Every entry must be output exactly as it was written.

(Records from a data collection)
|---|
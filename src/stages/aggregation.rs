//! Windowed aggregation stage

use async_trait::async_trait;

use super::{Stage, StageCore, StageFault, StageKind};
use crate::config::defaults::DEFAULT_AGGREGATION_WINDOW;
use crate::stats::{RollingWindow, WindowStatistics};
use crate::types::{AggregateSnapshot, Event, Observation, PipelineItem};

/// Keeps the last `window_size` observations and emits population statistics
/// over their values for every item.
///
/// The stage returns the [`AggregateSnapshot`], not the observation, so any
/// stage chained after it receives aggregates.
pub struct AggregationProcessor {
    core: StageCore,
    window: RollingWindow<Observation>,
}

impl AggregationProcessor {
    pub fn new(window_size: usize) -> Self {
        Self {
            core: StageCore::new("aggregation", StageKind::Aggregation),
            window: RollingWindow::new(window_size),
        }
    }

    pub fn window_size(&self) -> usize {
        self.window.capacity()
    }

    /// Observations currently held, oldest first.
    pub fn window(&self) -> impl Iterator<Item = &Observation> {
        self.window.iter()
    }

    fn snapshot(&self) -> Option<AggregateSnapshot> {
        let stats = WindowStatistics::from_values(self.window.iter().map(|o| o.value))?;
        let timestamp = self.window.latest()?.timestamp;
        Some(AggregateSnapshot {
            count: stats.count,
            sum: stats.sum,
            mean: stats.mean,
            min: stats.min,
            max: stats.max,
            std_dev: stats.std_dev,
            timestamp,
        })
    }
}

impl Default for AggregationProcessor {
    fn default() -> Self {
        Self::new(DEFAULT_AGGREGATION_WINDOW)
    }
}

#[async_trait]
impl Stage for AggregationProcessor {
    fn core(&self) -> &StageCore {
        &self.core
    }

    fn core_mut(&mut self) -> &mut StageCore {
        &mut self.core
    }

    async fn handle(&mut self, item: PipelineItem) -> Result<Option<PipelineItem>, StageFault> {
        let obs = StageFault::expect_observation(item)?;
        let obs = StageFault::require_finite(obs)?;

        self.window.push(obs);
        let Some(snapshot) = self.snapshot() else {
            return Ok(None);
        };

        self.core.emit(&Event::Aggregation(snapshot.clone()));
        Ok(Some(PipelineItem::Aggregate(snapshot)))
    }
}

#[cfg(test)]
mod tests {
    use super::*;
    use crate::types::EventKind;
    use chrono::{Duration, Utc};
    use std::sync::{Arc, Mutex};

    #[tokio::test]
    async fn test_returns_snapshot_over_window() {
        let mut stage = AggregationProcessor::new(3);
        let mut last = None;
        for v in [1.0, 2.0, 3.0, 4.0, 5.0] {
            last = stage.process(Some(Observation::new(v).into())).await;
        }

        let agg = last.unwrap();
        let agg = agg.as_aggregate().unwrap();
        assert_eq!(agg.count, 3);
        assert_eq!(agg.sum, 12.0);
        assert!((agg.mean - 4.0).abs() < 1e-12);
        assert_eq!(agg.min, 3.0);
        assert_eq!(agg.max, 5.0);
        assert!((agg.std_dev - (2.0f64 / 3.0).sqrt()).abs() < 1e-9);

        let held: Vec<f64> = stage.window().map(|o| o.value).collect();
        assert_eq!(held, vec![3.0, 4.0, 5.0]);
    }

    #[tokio::test]
    async fn test_population_std_dev() {
        let mut stage = AggregationProcessor::new(8);
        let mut last = None;
        for v in [2.0, 4.0, 4.0, 4.0, 5.0, 5.0, 7.0, 9.0] {
            last = stage.process(Some(Observation::new(v).into())).await;
        }
        let last = last.unwrap();
        let agg = last.as_aggregate().unwrap();
        assert!((agg.mean - 5.0).abs() < 1e-9);
        assert!((agg.std_dev - 2.0).abs() < 1e-9);
    }

    #[tokio::test]
    async fn test_publishes_aggregation_event_with_latest_timestamp() {
        let mut stage = AggregationProcessor::default();
        assert_eq!(stage.window_size(), DEFAULT_AGGREGATION_WINDOW);

        let seen = Arc::new(Mutex::new(Vec::new()));
        let sink = Arc::clone(&seen);
        stage.events().on(EventKind::Aggregation, move |e| {
            if let Event::Aggregation(agg) = e {
                sink.lock().unwrap().push(agg.clone());
            }
        });

        let t0 = Utc::now();
        stage.process(Some(Observation::at(1.0, t0).into())).await;
        let t1 = t0 + Duration::seconds(1);
        stage.process(Some(Observation::at(3.0, t1).into())).await;

        let seen = seen.lock().unwrap();
        assert_eq!(seen.len(), 2);
        assert_eq!(seen[1].count, 2);
        assert_eq!(seen[1].timestamp, t1);
    }

    #[tokio::test]
    async fn test_non_finite_value_is_rejected() {
        let mut stage = AggregationProcessor::new(4);
        assert!(stage.process(Some(Observation::new(f64::NAN).into())).await.is_none());
        assert_eq!(stage.stats().errors, 1);
        assert_eq!(stage.window().count(), 0);
    }
}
|---|
**Response area:**
filename src/stages/aggregation.rs
//! Windowed aggregation stage

use async_trait::async_trait;

use super::{Stage, StageCore, StageFault, StageKind};
use crate::config::defaults::DEFAULT_AGGREGATION_WINDOW;
use crate::stats::{RollingWindow, WindowStatistics};
use crate::types::{AggregateSnapshot, Event, Observation, PipelineItem};

/// Keeps the last `window_size` observations and emits population statistics
/// over their values for every item.
///
/// The stage returns the [`AggregateSnapshot`], not the observation, so any
/// stage chained after it receives aggregates.
pub struct AggregationProcessor {
    core: StageCore,
    window: RollingWindow<Observation>,
}

impl AggregationProcessor {
    pub fn new(window_size: usize) -> Self {
        Self {
            core: StageCore::new("aggregation", StageKind::Aggregation),
            window: RollingWindow::new(window_size),
        }
    }

    pub fn window_size(&self) -> usize {
        self.window.capacity()
    }

    /// Observations currently held, oldest first.
    pub fn window(&self) -> impl Iterator<Item = &Observation> {
        self.window.iter()
    }

    fn snapshot(&self) -> Option<AggregateSnapshot> {
        let stats = WindowStatistics::from_values(self.window.iter().map(|o| o.value))?;
        let timestamp = self.window.latest()?.timestamp;
        Some(AggregateSnapshot {
            count: stats.count,
            sum: stats.sum,
            mean: stats.mean,
            min: stats.min,
            max: stats.max,
            std_dev: stats.std_dev,
            timestamp,
        })
    }
}

impl Default for AggregationProcessor {
    fn default() -> Self {
        Self::new(DEFAULT_AGGREGATION_WINDOW)
    }
}

#[async_trait]
impl Stage for AggregationProcessor {
    fn core(&self) -> &StageCore {
        &self.core
    }

    fn core_mut(&mut self) -> &mut StageCore {
        &mut self.core
    }

    async fn handle(&mut self, item: PipelineItem) -> Result<Option<PipelineItem>, StageFault> {
        let obs = StageFault::expect_observation(item)?;
        let obs = StageFault::require_finite(obs)?;

        self.window.push(obs);
        let Some(snapshot) = self.snapshot() else {
            return Ok(None);
        };

        self.core.emit(&Event::Aggregation(snapshot.clone()));
        Ok(Some(PipelineItem::Aggregate(snapshot)))
    }
}

#[cfg(test)]
mod tests {
    use super::*;
    use crate::types::EventKind;
    use chrono::{Duration, Utc};
    use std::sync::{Arc, Mutex};

    #[tokio::test]
    async fn test_returns_snapshot_over_window() {
        let mut stage = AggregationProcessor::new(3);
        let mut last = None;
        for v in [1.0, 2.0, 3.0, 4.0, 5.0] {
            last = stage.process(Some(Observation::new(v).into())).await;
        }

        let agg = last.unwrap();
        let agg = agg.as_aggregate().unwrap();
        assert_eq!(agg.count, 3);
        assert_eq!(agg.sum, 12.0);
        assert!((agg.mean - 4.0).abs() < 1e-12);
        assert_eq!(agg.min, 3.0);
        assert_eq!(agg.max, 5.0);
        assert!((agg.std_dev - (2.0f64 / 3.0).sqrt()).abs() < 1e-9);

        let held: Vec<f64> = stage.window().map(|o| o.value).collect();
        assert_eq!(held, vec![3.0, 4.0, 5.0]);
    }

    #[tokio::test]
    async fn test_population_std_dev() {
        let mut stage = AggregationProcessor::new(8);
        let mut last = None;
        for v in [2.0, 4.0, 4.0, 4.0, 5.0, 5.0, 7.0, 9.0] {
            last = stage.process(Some(Observation::new(v).into())).await;
        }
        let last = last.unwrap();
        let agg = last.as_aggregate().unwrap();
        assert!((agg.mean - 5.0).abs() < 1e-9);
        assert!((agg.std_dev - 2.0).abs() < 1e-9);
    }

    #[tokio::test]
    async fn test_publishes_aggregation_event_with_latest_timestamp() {
        let mut stage = AggregationProcessor::default();
        assert_eq!(stage.window_size(), DEFAULT_AGGREGATION_WINDOW);

        let seen = Arc::new(Mutex::new(Vec::new()));
        let sink = Arc::clone(&seen);
        stage.events().on(EventKind::Aggregation, move |e| {
            if let Event::Aggregation(agg) = e {
                sink.lock().unwrap().push(agg.clone());
            }
        });

        let t0 = Utc::now();
        stage.process(Some(Observation::at(1.0, t0).into())).await;
        let t1 = t0 + Duration::seconds(1);
        stage.process(Some(Observation::at(3.0, t1).into())).await;

        let seen = seen.lock().unwrap();
        assert_eq!(seen.len(), 2);
        assert_eq!(seen[1].count, 2);
        assert_eq!(seen[1].timestamp, t1);
    }

    #[tokio::test]
    async fn test_non_finite_value_is_rejected() {
        let mut stage = AggregationProcessor::new(4);
        assert!(stage.process(Some(Observation::new(f64::NAN).into())).await.is_none());
        assert_eq!(stage.stats().errors, 1);
        assert_eq!(stage.window().count(), 0);
    }
}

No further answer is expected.